### Task requirements
From the records below, copy out each line that has the word "rank".

### Stored data entries
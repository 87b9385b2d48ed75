//! Local contention walkthrough.
//!
//! Three semaphore instances in one process contend for two slots of the
//! same resource over the in-process bus; the first holder then releases
//! and the waiting peer takes its place.

use std::sync::Arc;
use std::time::Duration;

use tokio::time::sleep;

use usher::bus::{Bus, MemoryBus};
use usher::semaphore::{Semaphore, SemaphoreId};
use usher::settings::SemaphoreSettings;

#[tokio::main]
async fn main() -> Result<(), Box<dyn std::error::Error>> {
    println!("Usher local contention example");

    let bus: Arc<dyn Bus> = Arc::new(MemoryBus::new());
    let settings = SemaphoreSettings::with_heartbeat_interval(Duration::from_millis(200));

    // Three peers, two slots. Creation order fixes admission rank.
    let mut peers = Vec::new();
    for name in ["first", "second", "third"] {
        let semaphore = Semaphore::new(
            SemaphoreId::from("report-generation"),
            2,
            Arc::clone(&bus),
            settings.clone(),
        )?;
        println!("✓ Created peer '{}' with id {}", name, semaphore.peer_id());
        peers.push((name, semaphore));
        sleep(Duration::from_millis(10)).await;
    }

    for (name, semaphore) in &peers {
        semaphore.acquire()?;
        println!("✓ Peer '{}' is seeking", name);
    }

    // Let a few heartbeat rounds go by.
    sleep(Duration::from_secs(1)).await;
    print_holders(&peers);

    println!("\nReleasing peer 'first'...");
    peers[0].1.release()?;
    sleep(Duration::from_secs(1)).await;
    print_holders(&peers);

    Ok(())
}

fn print_holders(peers: &[(&str, Semaphore)]) {
    for (name, semaphore) in peers {
        let marker = if semaphore.is_acquired() {
            "holding"
        } else {
            "waiting"
        };
        println!(
            "  '{}': {} ({} peers in view, {}/{} slots consumed)",
            name,
            marker,
            semaphore.peers(),
            semaphore.consumed(),
            semaphore.resources()
        );
    }
}
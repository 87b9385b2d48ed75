use std::net::{IpAddr, SocketAddr};
use std::sync::Arc;

use clap::Parser;
use tracing::info;
use tracing_subscriber::{layer::SubscriberExt, util::SubscriberInitExt};

use usher::api;
use usher::bus::{Bus, MemoryBus, UdpBus};
use usher::cli;
use usher::settings::RunMode;

#[tokio::main]
async fn main() -> anyhow::Result<()> {
    tracing_subscriber::registry()
        .with(
            tracing_subscriber::EnvFilter::try_from_default_env()
                .unwrap_or_else(|_| "usher=debug,tower_http=debug".into()),
        )
        .with(tracing_subscriber::fmt::layer())
        .init();

    // Parse args and env vars
    let args = cli::Cli::parse();
    let settings = args.into_settings();
    settings.validate()?;

    // Socket server listen address setup
    let listen_address: IpAddr = settings
        .listen_address
        .parse::<IpAddr>()
        .expect("Invalid ip address");
    let socket_address = SocketAddr::from((listen_address, settings.listen_port));

    // Heartbeat bus shared by every hosted semaphore
    let bus: Arc<dyn Bus> = match settings.run_mode {
        RunMode::Memory => {
            info!("Starting in-process heartbeat bus (no remote peers)");
            Arc::new(MemoryBus::new())
        }
        RunMode::Udp => {
            let bind_addr = settings.udp_bind_addr()?;
            let peers: Vec<SocketAddr> = settings.topology.iter().cloned().collect();
            if peers.is_empty() {
                info!("No topology configured, this peer contends alone");
            }
            info!(
                "Starting UDP heartbeat bus on {} with {} peers",
                bind_addr,
                peers.len()
            );
            Arc::new(UdpBus::bind(bind_addr, peers).await?)
        }
    };

    // Build Axum Router
    let state = api::AppState::new(bus, settings);
    let api = api::api(state).await?;

    // Start server
    info!("Starting Usher on {}", socket_address);
    axum::Server::bind(&socket_address)
        .serve(api.into_make_service())
        .await?;

    Ok(())
}
#!/usr/bin/env cargo
use clap::{Parser, Subcommand};
use reqwest::Client;
use serde_json::Value;
use std::collections::HashSet;
use std::net::SocketAddr;

use usher::api::paths;

#[derive(Parser)]
#[command(name = "usher-admin")]
#[command(about = "Usher semaphore fleet administration tool")]
struct Cli {
    #[command(subcommand)]
    command: Commands,
}

#[derive(Subcommand)]
enum Commands {
    /// Check health of semaphore peers
    Health {
        /// Peers to check (e.g., "127.0.0.1:8460,127.0.0.2:8460")
        #[arg(long)]
        nodes: String,
    },
    /// Show semaphore state across peers
    Status {
        /// Peers to query (e.g., "127.0.0.1:8460,127.0.0.2:8460")
        #[arg(long)]
        nodes: String,
        /// Restrict to one semaphore id
        #[arg(long)]
        semaphore: Option<String>,
    },
    /// Start seeking a slot on one peer
    Acquire {
        /// Peer HTTP address (e.g., "127.0.0.1:8460")
        #[arg(long)]
        node: String,
        /// Semaphore id
        #[arg(long)]
        semaphore: String,
        /// Resource count when creating the semaphore
        #[arg(long)]
        resources: Option<u32>,
    },
    /// Release a slot on one peer
    Release {
        /// Peer HTTP address
        #[arg(long)]
        node: String,
        /// Semaphore id
        #[arg(long)]
        semaphore: String,
    },
    /// Change the resource count of a semaphore on one peer
    Resize {
        /// Peer HTTP address
        #[arg(long)]
        node: String,
        /// Semaphore id
        #[arg(long)]
        semaphore: String,
        /// New resource count
        #[arg(long)]
        resources: u32,
    },
}

#[tokio::main]
async fn main() -> Result<(), Box<dyn std::error::Error>> {
    let cli = Cli::parse();

    match cli.command {
        Commands::Health { nodes } => {
            check_fleet_health(&nodes).await?;
        }
        Commands::Status { nodes, semaphore } => {
            show_status(&nodes, semaphore.as_deref()).await?;
        }
        Commands::Acquire {
            node,
            semaphore,
            resources,
        } => {
            acquire(&node, &semaphore, resources).await?;
        }
        Commands::Release { node, semaphore } => {
            release(&node, &semaphore).await?;
        }
        Commands::Resize {
            node,
            semaphore,
            resources,
        } => {
            resize(&node, &semaphore, resources).await?;
        }
    }

    Ok(())
}

async fn check_fleet_health(nodes: &str) -> Result<(), Box<dyn std::error::Error>> {
    let node_addrs = parse_topology(nodes)?;
    let client = Client::new();

    println!("🏥 Checking fleet health...");

    for node in &node_addrs {
        let health_url = format!("http://{}{}", node, paths::base::HEALTH);
        match client.get(&health_url).send().await {
            Ok(response) if response.status().is_success() => {
                println!("✅ Peer {} is healthy", node);
            }
            Ok(response) => {
                println!("❌ Peer {}: HTTP {}", node, response.status());
            }
            Err(e) => {
                println!("❌ Peer {}: unreachable ({})", node, e);
            }
        }
    }

    Ok(())
}

async fn show_status(nodes: &str, semaphore: Option<&str>) -> Result<(), Box<dyn std::error::Error>> {
    let node_addrs = parse_topology(nodes)?;
    let client = Client::new();

    println!("🔍 Querying semaphore state...");

    let mut holders = 0usize;
    let mut resources = 0u64;

    for node in &node_addrs {
        let url = match semaphore {
            Some(id) => format!("http://{}{}", node, paths::status_path(id)),
            None => format!("http://{}{}", node, paths::semaphores::LIST),
        };
        match client.get(&url).send().await {
            Ok(response) if response.status().is_success() => {
                let body: Value = response.json().await?;
                let statuses: Vec<&Value> = match &body {
                    Value::Array(items) => items.iter().collect(),
                    single => vec![single],
                };
                if statuses.is_empty() {
                    println!("   Peer {}: no hosted semaphores", node);
                }
                for status in statuses {
                    print_status(node, status);
                    if status.get("is_acquired").and_then(Value::as_bool) == Some(true) {
                        holders += 1;
                    }
                    if let Some(r) = status.get("resources").and_then(Value::as_u64) {
                        resources = resources.max(r);
                    }
                }
            }
            Ok(response) => {
                println!("⚠️  Peer {}: HTTP {}", node, response.status());
            }
            Err(e) => {
                println!("❌ Peer {}: unreachable ({})", node, e);
            }
        }
    }

    if let Some(id) = semaphore {
        println!(
            "📊 '{}': {} of {} slots held across {} peers",
            id,
            holders,
            resources,
            node_addrs.len()
        );
        if holders as u64 > resources {
            println!("⚠️  More holders than slots; views have not converged yet");
        }
    }

    Ok(())
}

fn print_status(node: &SocketAddr, status: &Value) {
    let id = status
        .get("semaphore_id")
        .and_then(Value::as_str)
        .unwrap_or("?");
    let acquired = status
        .get("is_acquired")
        .and_then(Value::as_bool)
        .unwrap_or(false);
    let marker = if acquired { "🟢 holding" } else { "⚪ waiting" };
    println!(
        "   Peer {}: '{}' {} (peers: {}, consumed: {}/{})",
        node,
        id,
        marker,
        status.get("peers").and_then(Value::as_u64).unwrap_or(0),
        status.get("consumed").and_then(Value::as_u64).unwrap_or(0),
        status.get("resources").and_then(Value::as_u64).unwrap_or(0),
    );
}

async fn acquire(
    node: &str,
    semaphore: &str,
    resources: Option<u32>,
) -> Result<(), Box<dyn std::error::Error>> {
    let client = Client::new();
    let mut url = format!("http://{}{}", node, paths::acquire_path(semaphore));
    if let Some(resources) = resources {
        url = format!("{}?resources={}", url, resources);
    }

    let response = client.post(&url).send().await?;
    if response.status().is_success() {
        let status: Value = response.json().await?;
        println!("🚀 Peer {} is now seeking '{}'", node, semaphore);
        if status.get("is_acquired").and_then(Value::as_bool) == Some(true) {
            println!("✅ Admitted immediately");
        } else {
            println!("⏳ Waiting for a slot");
        }
    } else {
        println!("❌ Acquire failed: HTTP {}", response.status());
    }

    Ok(())
}

async fn release(node: &str, semaphore: &str) -> Result<(), Box<dyn std::error::Error>> {
    let client = Client::new();
    let url = format!("http://{}{}", node, paths::release_path(semaphore));

    let response = client.post(&url).send().await?;
    if response.status().is_success() {
        println!("✅ Peer {} released '{}'", node, semaphore);
    } else {
        println!("❌ Release failed: HTTP {}", response.status());
    }

    Ok(())
}

async fn resize(
    node: &str,
    semaphore: &str,
    resources: u32,
) -> Result<(), Box<dyn std::error::Error>> {
    let client = Client::new();
    let url = format!("http://{}{}", node, paths::resources_path(semaphore));

    let response = client
        .put(&url)
        .json(&serde_json::json!({ "resources": resources }))
        .send()
        .await?;
    if response.status().is_success() {
        println!("✅ '{}' on {} resized to {} slots", semaphore, node, resources);
        println!("   Other peers keep their own resource counts; resize them too");
    } else {
        println!("❌ Resize failed: HTTP {}", response.status());
    }

    Ok(())
}

fn parse_topology(topology: &str) -> Result<HashSet<SocketAddr>, Box<dyn std::error::Error>> {
    topology
        .split(',')
        .map(|s| s.trim())
        .filter(|s| !s.is_empty())
        .map(|s| {
            s.parse::<SocketAddr>()
                .map_err(|e| format!("Invalid address '{}': {}", s, e).into())
        })
        .collect()
}
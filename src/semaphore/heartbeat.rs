//! Heartbeat messages exchanged between peers.
//!
//! Heartbeats travel as JSON so field names survive the trip unchanged and
//! decoders ignore fields they do not know about. Rolling out a new field is
//! therefore an additive change: old peers keep decoding new heartbeats and
//! new peers keep decoding old ones.

use chrono::{DateTime, Utc};
use serde::{Deserialize, Serialize};

use crate::error::Result;
use crate::semaphore::ids::{PeerId, SemaphoreId};

/// Whether the sender is contending for the resource or walking away from it.
#[derive(Clone, Copy, Debug, PartialEq, Eq, Serialize, Deserialize)]
#[serde(rename_all = "snake_case")]
pub enum HeartbeatStatus {
    Acquire,
    Release,
}

/// One broadcast announcement from a peer.
///
/// `joined_at` is fixed at instance creation and never changes across
/// acquire/release cycles; it is the primary admission rank. `sent_at` is
/// stamped per message and drives staleness eviction on the receiving side.
#[derive(Clone, Debug, PartialEq, Serialize, Deserialize)]
pub struct Heartbeat {
    pub semaphore_id: SemaphoreId,
    pub peer_id: PeerId,
    pub sent_at: DateTime<Utc>,
    pub joined_at: DateTime<Utc>,
    pub status: HeartbeatStatus,
}

impl Heartbeat {
    /// Acquire-status heartbeat stamped with the current time.
    pub fn acquire(semaphore_id: SemaphoreId, peer_id: PeerId, joined_at: DateTime<Utc>) -> Self {
        Self {
            semaphore_id,
            peer_id,
            sent_at: Utc::now(),
            joined_at,
            status: HeartbeatStatus::Acquire,
        }
    }

    /// Release-status heartbeat stamped with the current time.
    pub fn release(semaphore_id: SemaphoreId, peer_id: PeerId, joined_at: DateTime<Utc>) -> Self {
        Self {
            semaphore_id,
            peer_id,
            sent_at: Utc::now(),
            joined_at,
            status: HeartbeatStatus::Release,
        }
    }

    pub fn encode(&self) -> Result<Vec<u8>> {
        serde_json::to_vec(self).map_err(Into::into)
    }

    pub fn decode(data: &[u8]) -> Result<Self> {
        serde_json::from_slice(data).map_err(Into::into)
    }
}
impl Seeker {
    async fn run(self, subscription: Option<BusSubscription>) {
        let mut ticker = interval(self.settings.heartbeat_interval);

        if let Some(mut sub) = subscription {
            loop {
                tokio::select! {
                    inbound = sub.recv() => match inbound {
                        Some(heartbeat) => self.handle_heartbeat(heartbeat),
                        None => {
                            warn!(
                                "[{}] subscription for '{}' closed, heartbeating blind",
                                self.peer_id, self.semaphore_id
                            );
                            break;
                        }
                    },
                    _ = ticker.tick() => self.handle_tick().await,
                }
            }
        }

        // No subscription left: keep announcing ourselves anyway so remote
        // views stay fresh.
        loop {
            ticker.tick().await;
            self.handle_tick().await;
        }
    }

    /// Refresh our own view entry and announce ourselves. The outbound send
    /// itself triggers no evaluation; the loopback copy comes back through
    /// `handle_heartbeat` like any other peer's.
    async fn handle_tick(&self) {
        let heartbeat = Heartbeat::acquire(
            self.semaphore_id.clone(),
            self.peer_id.clone(),
            self.joined_at,
        );
        {
            let mut shared = match self.shared.lock() {
                Ok(guard) => guard,
                Err(e) => {
                    error!(
                        "[{}] state lock poisoned in heartbeat tick: {}",
                        self.peer_id, e
                    );
                    return;
                }
            };
            if !shared.seeking {
                return;
            }
            shared.view = shared
                .view
                .touch(&self.peer_id, self.joined_at, heartbeat.sent_at);
        }

        if let Err(e) = self
            .bus
            .publish(&heartbeat, self.settings.staleness_window)
            .await
        {
            debug!(
                "[{}] heartbeat publish for '{}' failed, retrying next tick: {}",
                self.peer_id, self.semaphore_id, e
            );
        }
    }

    fn handle_heartbeat(&self, heartbeat: Heartbeat) {
        if heartbeat.semaphore_id != self.semaphore_id {
            debug!(
                "[{}] ignoring heartbeat for foreign semaphore '{}'",
                self.peer_id, heartbeat.semaphore_id
            );
            return;
        }
        // An echo of our own Release (stale from a previous cycle) must not
        // evict us; only release() removes the local entry.
        if heartbeat.peer_id == self.peer_id && heartbeat.status == HeartbeatStatus::Release {
            return;
        }

        let mut shared = match self.shared.lock() {
            Ok(guard) => guard,
            Err(e) => {
                error!(
                    "[{}] state lock poisoned handling heartbeat: {}",
                    self.peer_id, e
                );
                return;
            }
        };
        // release() raced this message; the view is already cleared.
        if !shared.seeking {
            return;
        }
        shared.view = shared.view.observe(&heartbeat);
        run_admission(
            &mut shared,
            &self.peer_id,
            Utc::now(),
            self.settings.staleness_window,
            &self.events,
        );
    }
}

#[cfg(test)]
mod tests {
    use super::*;
    use crate::bus::MemoryBus;

    fn fast_settings() -> SemaphoreSettings {
        SemaphoreSettings::with_heartbeat_interval(Duration::from_millis(50))
    }

    fn solo_semaphore(resources: u32) -> Semaphore {
        Semaphore::new(
            SemaphoreId::from("unit-test"),
            resources,
            Arc::new(MemoryBus::new()),
            fast_settings(),
        )
        .unwrap()
    }

    #[test]
    fn test_zero_resources_is_rejected_at_creation() {
        let result = Semaphore::new(
            SemaphoreId::from("unit-test"),
            0,
            Arc::new(MemoryBus::new()),
            fast_settings(),
        );
        assert!(matches!(
            result,
            Err(crate::error::UsherError::Semaphore(
                SemaphoreError::InvalidResources(0)
            ))
        ));
    }

    #[test]
    fn test_zero_resources_is_rejected_at_resize() {
        let semaphore = solo_semaphore(2);
        assert!(semaphore.set_resources(0).is_err());
        assert_eq!(semaphore.resources(), 2);
        assert!(semaphore.set_resources(5).is_ok());
        assert_eq!(semaphore.resources(), 5);
    }

    #[tokio::test]
    async fn test_solo_peer_is_admitted_synchronously() {
        let semaphore = solo_semaphore(1);
        let mut events = semaphore.events();

        semaphore.acquire().unwrap();
        assert!(semaphore.is_acquired());
        assert!(semaphore.is_seeking());
        assert_eq!(semaphore.peers(), 1);
        assert_eq!(semaphore.consumed(), 1);
        assert_eq!(events.try_recv().unwrap(), SemaphoreEvent::Acquired);
    }

    #[tokio::test]
    async fn test_acquire_is_idempotent_while_seeking() {
        let semaphore = solo_semaphore(1);
        let mut events = semaphore.events();

        semaphore.acquire().unwrap();
        semaphore.acquire().unwrap();

        assert_eq!(events.try_recv().unwrap(), SemaphoreEvent::Acquired);
        // No second Acquired from the repeat call.
        assert!(events.try_recv().is_err());
    }

    #[tokio::test]
    async fn test_release_clears_counters_and_fires_released() {
        let semaphore = solo_semaphore(1);
        let mut events = semaphore.events();

        semaphore.acquire().unwrap();
        semaphore.release().unwrap();

        assert!(!semaphore.is_acquired());
        assert!(!semaphore.is_seeking());
        assert_eq!(semaphore.peers(), 0);
        assert_eq!(semaphore.consumed(), 0);
        assert_eq!(events.try_recv().unwrap(), SemaphoreEvent::Acquired);
        assert_eq!(events.try_recv().unwrap(), SemaphoreEvent::Released);
    }

    #[tokio::test]
    async fn test_release_while_idle_is_a_silent_no_op() {
        let semaphore = solo_semaphore(1);
        let mut events = semaphore.events();

        semaphore.release().unwrap();
        assert!(events.try_recv().is_err());
    }

    #[tokio::test]
    async fn test_reacquire_keeps_peer_identity() {
        let semaphore = solo_semaphore(1);
        let peer_id = semaphore.peer_id().clone();
        let joined_at = semaphore.joined_at();

        semaphore.acquire().unwrap();
        semaphore.release().unwrap();
        semaphore.acquire().unwrap();

        assert_eq!(semaphore.peer_id(), &peer_id);
        assert_eq!(semaphore.joined_at(), joined_at);
        assert!(semaphore.is_acquired());
    }

    #[tokio::test]
    async fn test_closed_instance_rejects_everything() {
        let semaphore = solo_semaphore(1);
        semaphore.acquire().unwrap();
        semaphore.close().unwrap();

        assert!(semaphore.is_closed());
        assert!(!semaphore.is_acquired());
        assert!(matches!(
            semaphore.acquire(),
            Err(crate::error::UsherError::Semaphore(SemaphoreError::Closed))
        ));
        assert!(matches!(
            semaphore.release(),
            Err(crate::error::UsherError::Semaphore(SemaphoreError::Closed))
        ));
        assert!(semaphore.set_resources(3).is_err());
        // Closing again stays quiet.
        assert!(semaphore.close().is_ok());
    }

    #[tokio::test]
    async fn test_close_fires_released_when_admitted() {
        let semaphore = solo_semaphore(1);
        let mut events = semaphore.events();

        semaphore.acquire().unwrap();
        semaphore.close().unwrap();

        assert_eq!(events.try_recv().unwrap(), SemaphoreEvent::Acquired);
        assert_eq!(events.try_recv().unwrap(), SemaphoreEvent::Released);
    }

    #[tokio::test]
    async fn test_resize_with_reevaluation_can_displace() {
        let mut settings = fast_settings();
        settings.reevaluate_on_resize = true;
        let bus = Arc::new(MemoryBus::new());
        let semaphore = Semaphore::new(SemaphoreId::from("unit-test"), 2, bus, settings).unwrap();
        let mut events = semaphore.events();

        semaphore.acquire().unwrap();
        assert!(semaphore.is_acquired());

        // Pretend an earlier peer is already holding the only remaining slot.
        {
            let mut shared = semaphore.shared.lock().unwrap();
            let earlier = semaphore.joined_at() - chrono::Duration::seconds(30);
            shared.view = shared
                .view
                .touch(&PeerId::from("earlier-peer"), earlier, Utc::now());
        }

        semaphore.set_resources(1).unwrap();
        assert!(!semaphore.is_acquired());
        assert_eq!(events.try_recv().unwrap(), SemaphoreEvent::Acquired);
        assert_eq!(events.try_recv().unwrap(), SemaphoreEvent::Released);
    }
}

### Solved exercise
    // Three peers, two slots. Creation order fixes admission rank.
/// acquire/release cycles; it is the primary admission rank. `sent_at` is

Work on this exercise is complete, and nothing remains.